This week’s question comes from Jenny:
“My husband thinks it’s time to teach our six-month-old daughter to learn to go to sleep on her own, but I’m not comfortable with that. How can we reach a compromise?”
This is a great question, Jenny, and it’s one that I hear often. I even had fathers calling and expressing some concern that they’re ready for their bed back or they’re ready to see their wife get a better night’s sleep, and I want to spend a minute touching on that, because it really is a family decision. You can’t ignore somebody’s concerns or somebody’s need to have a good night’s sleep again or somebody’s need to have their bed back. I think a lot of times fathers get blamed for being less sensitive or cold about the whole situation, but I constantly remind people to evaluate the situation.
If somebody’s not happy, then something’s not working right. Maybe you’re not totally ready to let go of co-sleeping or nursing in the night, and it doesn’t have to be all or nothing, but you really do need to pay attention to everyone’s concerns and work together. I tell parents all the time this goes much better, faster, smoother if both parents are on board, if both parents are committed to the plan, and if dads help out as much as they can.
I get lots of e-mails from people asking, “How come it’s so easy when my husband puts her to bed but so much harder when I do?” That’s the opposite of the normal reaction, as dads often feel completely helpless and hopeless when it comes to bedtime and have totally given up. So I do encourage parents to work together on this, and I think you can reach a compromise.
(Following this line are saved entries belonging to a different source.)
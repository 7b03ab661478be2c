// Request adapter: builds a validator from route parameters and the parsed body

use crate::{Data, Error, ErrorCallback, FieldErrors, Registry, Result, ValidCallback, Validator};
use indexmap::IndexMap;
use serde_json::Value;
use std::collections::HashMap;
use std::sync::Arc;
use tracing::debug;

const JSON_CONTENT_TYPE: &str = "application/json";
const FORM_CONTENT_TYPE: &str = "application/x-www-form-urlencoded";

/// The parts of an HTTP request the validator needs
#[derive(Debug, Clone, Default)]
pub struct IncomingRequest {
    pub route_params: IndexMap<String, String>,
    pub content_type: Option<String>,
    pub body: Vec<u8>,
}

impl IncomingRequest {
    pub fn new() -> Self {
        Self::default()
    }

    pub fn with_route_param(mut self, key: impl Into<String>, value: impl Into<String>) -> Self {
        self.route_params.insert(key.into(), value.into());
        self
    }

    pub fn with_json(mut self, body: &Value) -> Self {
        self.content_type = Some(JSON_CONTENT_TYPE.to_string());
        self.body = body.to_string().into_bytes();
        self
    }

    pub fn with_form(mut self, body: impl Into<String>) -> Self {
        self.content_type = Some(FORM_CONTENT_TYPE.to_string());
        self.body = body.into().into_bytes();
        self
    }

    pub fn with_body(mut self, content_type: impl Into<String>, body: impl Into<Vec<u8>>) -> Self {
        self.content_type = Some(content_type.into());
        self.body = body.into();
        self
    }

    /// Media type without parameters, lowercased
    fn media_type(&self) -> Option<String> {
        self.content_type
            .as_deref()
            .and_then(|value| value.split(';').next())
            .map(|media| media.trim().to_ascii_lowercase())
    }

    /// Decode the body into a field mapping.
    ///
    /// Only JSON objects and form bodies produce fields. Other JSON values and
    /// unknown content types yield `None`.
    pub fn parsed_body(&self) -> Result<Option<Data>> {
        if self.body.iter().all(u8::is_ascii_whitespace) {
            return Ok(None);
        }

        match self.media_type().as_deref() {
            Some(JSON_CONTENT_TYPE) => {
                let value: Value = serde_json::from_slice(&self.body)
                    .map_err(|e| Error::InvalidBody(format!("Invalid JSON: {}", e)))?;
                match value {
                    Value::Object(map) => Ok(Some(map)),
                    _ => Ok(None),
                }
            }
            Some(FORM_CONTENT_TYPE) => decode_form(&self.body).map(Some),
            _ => Ok(None),
        }
    }

    /// Route parameters overlaid with the parsed body
    pub fn merge_data(&self) -> Result<Data> {
        let mut data: Data = self
            .route_params
            .iter()
            .map(|(key, value)| (key.clone(), Value::String(value.clone())))
            .collect();

        if let Some(body) = self.parsed_body()? {
            data.extend(body);
        }

        Ok(data)
    }
}

/// `key[]=a&key[]=b` collects into a list; a repeated plain key keeps the last value
fn decode_form(body: &[u8]) -> Result<Data> {
    let pairs: Vec<(String, String)> = serde_urlencoded::from_bytes(body)
        .map_err(|e| Error::InvalidBody(format!("Invalid form body: {}", e)))?;

    let mut data = Data::new();
    for (key, value) in pairs {
        match key.strip_suffix("[]") {
            Some(list_key) => {
                let entry = data
                    .entry(list_key.to_string())
                    .or_insert_with(|| Value::Array(Vec::new()));
                match entry {
                    Value::Array(items) => items.push(Value::String(value)),
                    other => *other = Value::Array(vec![Value::String(value)]),
                }
            }
            None => {
                data.insert(key, Value::String(value));
            }
        }
    }

    Ok(data)
}

/// A handler that supplies validation callbacks on demand
pub trait ValidatedHandler: Send + Sync + 'static {
    /// Callback run when validation succeeds
    fn data_valid_callback(&self) -> Option<ValidCallback> {
        None
    }

    /// Callback run when validation fails
    fn validation_error_callback(&self) -> Option<ErrorCallback> {
        None
    }
}

/// HTTP-style response describing validation errors
#[derive(Debug, Clone, PartialEq, Eq)]
pub struct ErrorResponse {
    pub status: u16,
    pub headers: HashMap<String, String>,
    pub body: Vec<u8>,
}

/// Builds validators for incoming requests and hands them to handlers
#[derive(Debug, Clone)]
pub struct ValidationPipe {
    registry: Arc<Registry>,
}

impl ValidationPipe {
    pub fn new() -> Self {
        Self::with_registry(Registry::shared())
    }

    pub fn with_registry(registry: Arc<Registry>) -> Self {
        Self { registry }
    }

    /// Create a validator over the merged request data whose callbacks are
    /// fetched from `handler` on first validation
    pub fn validator_for<H: ValidatedHandler>(
        &self,
        handler: &Arc<H>,
        request: &IncomingRequest,
    ) -> Result<Validator> {
        let data = request.merge_data()?;
        debug!("Validating request with {} field(s)", data.len());

        let valid_handler = Arc::clone(handler);
        let error_handler = Arc::clone(handler);

        Ok(
            Validator::with_registry(data, Arc::clone(&self.registry)).with_providers(
                Some(Box::new(move || valid_handler.data_valid_callback())),
                Some(Box::new(move || error_handler.validation_error_callback())),
            ),
        )
    }

    /// Invoke `f` with the handler, the request and a prepared validator
    pub fn dispatch<H, F, R>(&self, handler: Arc<H>, request: &IncomingRequest, f: F) -> Result<R>
    where
        H: ValidatedHandler,
        F: FnOnce(&H, &IncomingRequest, Validator) -> R,
    {
        let validator = self.validator_for(&handler, request)?;
        Ok(f(&handler, request, validator))
    }

    /// Transform field errors to a JSON error response
    pub fn error_response(errors: &FieldErrors) -> ErrorResponse {
        ErrorResponse {
            status: 400,
            headers: HashMap::from([(
                "Content-Type".to_string(),
                JSON_CONTENT_TYPE.to_string(),
            )]),
            body: errors.to_json().to_string().into_bytes(),
        }
    }
}

impl Default for ValidationPipe {
    fn default() -> Self {
        Self::new()
    }
}

#[cfg(test)]
mod tests {
    use super::*;
    use serde_json::json;
    use std::sync::Mutex;

    #[derive(Default)]
    struct SignupHandler {
        log: Arc<Mutex<Vec<String>>>,
        fetched: Arc<Mutex<usize>>,
    }

    impl ValidatedHandler for SignupHandler {
        fn data_valid_callback(&self) -> Option<ValidCallback> {
            *self.fetched.lock().unwrap() += 1;
            let log = Arc::clone(&self.log);
            Some(Box::new(move |validator: &Validator| {
                log.lock().unwrap().push(format!("valid {}", validator.get("user")));
            }))
        }

        fn validation_error_callback(&self) -> Option<ErrorCallback> {
            let log = Arc::clone(&self.log);
            Some(Box::new(move |errors: &[crate::FieldError]| {
                log.lock().unwrap().push(format!("invalid {}", errors[0]));
            }))
        }
    }

    #[test]
    fn test_merge_json_over_route_params() {
        let request = IncomingRequest::new()
            .with_route_param("id", "7")
            .with_route_param("lang", "en")
            .with_json(&json!({"lang": "de", "tags": ["a"]}));

        let data = request.merge_data().unwrap();
        assert_eq!(Value::Object(data), json!({"id": "7", "lang": "de", "tags": ["a"]}));
    }

    #[test]
    fn test_non_object_bodies_contribute_nothing() {
        let request = IncomingRequest::new()
            .with_route_param("id", "7")
            .with_json(&json!([1, 2]));
        assert_eq!(Value::Object(request.merge_data().unwrap()), json!({"id": "7"}));

        let request = IncomingRequest::new().with_body("text/plain", "id=9");
        assert!(request.merge_data().unwrap().is_empty());

        assert!(IncomingRequest::new().merge_data().unwrap().is_empty());
    }

    #[test]
    fn test_invalid_json_body() {
        let request = IncomingRequest::new().with_body("application/json; charset=utf-8", "{oops");
        assert!(matches!(request.merge_data(), Err(Error::InvalidBody(_))));
    }

    #[test]
    fn test_form_body() {
        let request = IncomingRequest::new().with_form("name=Ann+Lee&tag[]=a&tag[]=b&name=Bo");
        let data = request.merge_data().unwrap();

        assert_eq!(data["name"], json!("Bo"));
        assert_eq!(data["tag"], json!(["a", "b"]));
    }

    #[test]
    fn test_dispatch_resolves_handler_callbacks_once() {
        let handler = Arc::new(SignupHandler::default());
        let pipe = ValidationPipe::new();
        let request = IncomingRequest::new().with_json(&json!({"user": " ann "}));

        let valid = pipe
            .dispatch(Arc::clone(&handler), &request, |_, _, mut validator| {
                validator.add_rule_descriptor(Some("user"), "required", None).unwrap();
                let first = validator.validate(None);
                let second = validator.validate(None);
                first && second
            })
            .unwrap();

        assert!(valid);
        assert_eq!(*handler.fetched.lock().unwrap(), 1);
        assert_eq!(*handler.log.lock().unwrap(), vec!["valid \"ann\"", "valid \"ann\""]);
    }

    #[test]
    fn test_error_callback_from_handler() {
        let handler = Arc::new(SignupHandler::default());
        let request = IncomingRequest::new().with_route_param("user", "");

        let mut validator = ValidationPipe::new().validator_for(&handler, &request).unwrap();
        validator.add_rule_descriptor(Some("user"), "required", None).unwrap();

        assert!(!validator.validate(None));
        assert_eq!(*handler.log.lock().unwrap(), vec!["invalid user: FIELD_REQUIRED_ERROR"]);
    }

    #[test]
    fn test_error_response() {
        let error = crate::FieldError::new("email", "EMAIL_NOT_VALID_ERROR");
        let errors = FieldErrors::new(vec![error]);
        let response = ValidationPipe::error_response(&errors);

        assert_eq!(response.status, 400);
        assert_eq!(response.headers["Content-Type"], "application/json");
        let body: Value = serde_json::from_slice(&response.body).unwrap();
        assert_eq!(body["errors"][0]["field_name"], json!("email"));
    }
}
I think, from your comments, you’re not comfortable with the idea of letting her cry it out, so to speak. But the Sleep Sense program offers an alternative, and you can be present. You can stay with your baby the entire time.
You can be supportive but not interfering. It doesn’t mean that she won’t cry; it just means that at least you can feel like you are being supportive and that you’re not just leaving her alone. And this is something the dad can be in the room for, so take turns so the two of you can work together as a team. And so you know, in the process of it all, what the key issues are, and it’s not, “Oh, she’ll sleep better because we let her cry.” The crying really has nothing do with it. It’s a development of skills, and so if she’s always nursed to sleep, for example, then she’s probably going to wake up several times in the night expecting to be nursed to sleep again. It’s just her strategy for getting herself to sleep. It’s just the way she does it.
And so, when you’re making sleep changes, one of the central focuses is that you’ve got to break that association between feeding and sleeping or rocking and sleeping and start teaching the baby some new ways and skills to get to sleep on their own. The first step is to make sure that in your bedtime routine, the child does not falling asleep at any point, even if it’s on a feed. You want to make sure that she’s staying awake through the feed and that she goes into her crib awake. And that’s where their development comes. She’ll basically have to figure out some ways to get to sleep that are not her old familiar ways.
When she’s mastered those skills, she’s going to be a really great sleeper. So I do encourage you to listen to your husband and find a way that you can both work on this together.
Thanks a lot for your question, Jenny. Sleep well.